To start, I'm going to lay my cards on the table and admit that I didn't see this coming. I thought investors were being a bit irrational after the second-quarter earnings report when they sold the shares following a strong report and slightly weak guidance (that has now been revised to really weak). So when considering anything I say about the name, remember that I have been dead wrong about it to date.

That said, after last night's after-hours selloff, the stock now trades for just more than 10 times its trailing 12-month free cash flow. From that multiple, I feel like I can earn an adequate return even if the company doesn't grow; all it needs to do is maintain its current levels of cash flow.

The problem is that the aforementioned growth has taken the cash flow off the charts.
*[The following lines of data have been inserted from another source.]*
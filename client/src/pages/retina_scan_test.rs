use super::*;

fn record(filename: Option<&str>, created_at: Option<&str>) -> AnalysisRecord {
    AnalysisRecord {
        id: "a1".into(),
        severity: Severity::Moderate,
        severity_level: serde_json::Value::from(2),
        confidence: 0.9,
        original_filename: filename.map(str::to_owned),
        created_at: created_at.map(str::to_owned),
    }
}

#[test]
fn known_grades_use_their_own_color() {
    assert_eq!(severity_color(&Severity::Severe, "#000000"), "#f44336");
}

#[test]
fn unknown_grade_uses_theme_color() {
    assert_eq!(severity_color(&Severity::Other("Ungradable".into()), "#1976d2"), "#1976d2");
}

#[test]
fn history_meta_joins_name_and_date() {
    let line = history_meta(&record(Some("left-eye.png"), Some("2024-03-05T09:07:00Z")));
    assert_eq!(line, "left-eye.png · 05/03/2024 09:07");
}

#[test]
fn history_meta_skips_missing_parts() {
    assert_eq!(history_meta(&record(None, None)), "");
    assert_eq!(history_meta(&record(Some(""), Some("yesterday"))), "yesterday");
}

#[test]
fn active_tab_is_marked() {
    assert!(tab_class(ScanTab::Result, ScanTab::Result).contains("--active"));
    assert!(!tab_class(ScanTab::Scan, ScanTab::Result).contains("--active"));
}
For example, if the growth had been steady, I might feel that free cash flow could retract to the $60 million the company posted in 2006, rather than the $108 million it gained in the last half of that year and the first half of 2007. While that would be a sharp cutback, the free cash flow yield would still offer support from which I would hope for growth.

But what if cash flow dropped to 2005 levels? It is surely possible that NutriSystem, a company more than 30 years old, could drop back to the levels seen two years ago, is it not? Well, if it is possible, it would be a big problem. In 2005, NutriSystem's free cash flow was only $12 million. Next to nothing. And I don't even want to think about 2004.

So, from my point of view, NutriSystem doesn't qualify as a sound investment opportunity right now, despite an apparently cheap valuation. It might, however, be worth a trade.

One guy who did get this story right was Citigroup's Gregory Badishkanian, who warned last month that sales may suffer in the short term as dieters try out GlaxoSmithKline's (GSK) new over-the-counter weight-loss drug, Alli. He also noted that the comparisons to last year's third quarter are difficult because that's when Dan Marino joined the company as spokesman. And of course, October is not known as the time to start a diet.

The tough comparisons are likely to continue, but Badishkanian doesn't expect dieters to enjoy the digestive side effects of taking Alli for very long. After we gorge ourselves this holiday season, we are likely to make the same New Year's resolutions we have often made in the past. And in each of the last three years, NutriSystem has enjoyed a strong rally from January through April.

Personally, I feel like I would benefit more from the product than from the stock at this point. If the shares are still down in late December, I may even attempt the seasonal trade, and by the time that is done, there may be a little more clarity about the sustainability of free cash flow.

In any case, making the resolution play will require a good deal of resolve about this volatile stock.
 
this market is gonna need a break ... GS just dropped 4
 
Broker - tough one. Keep your head up.

What I don't get is that management recently reiterated guidance, no? At a conference or something? Am I remembering right? Is there a mgmnt crisis at NTRI?

I don't have faith in these jokers. There are better places to put money.

BOOMER
 
As I strolled thru the frozen food section, I thought to myself, $11 bucks a day is kinda expensive in comparision to Weight Watchers or Lean Cuisine which I can buy for roughly $6-$8 bucks a day.

Cramer revealed what I believe to be the real issue -- their food all kinda tastes the same.
 
I was seduced by the 11x multiple, high growth rate, and attractive free cash flow generation and ignored a couple of classic red flags. I paid for it. This POS was almost 9% of my portfolio so it single handedly knocked about 3% off my YTD performance in a day. Fuck NTRI. I hope everyone wakes up skinny tomorrow.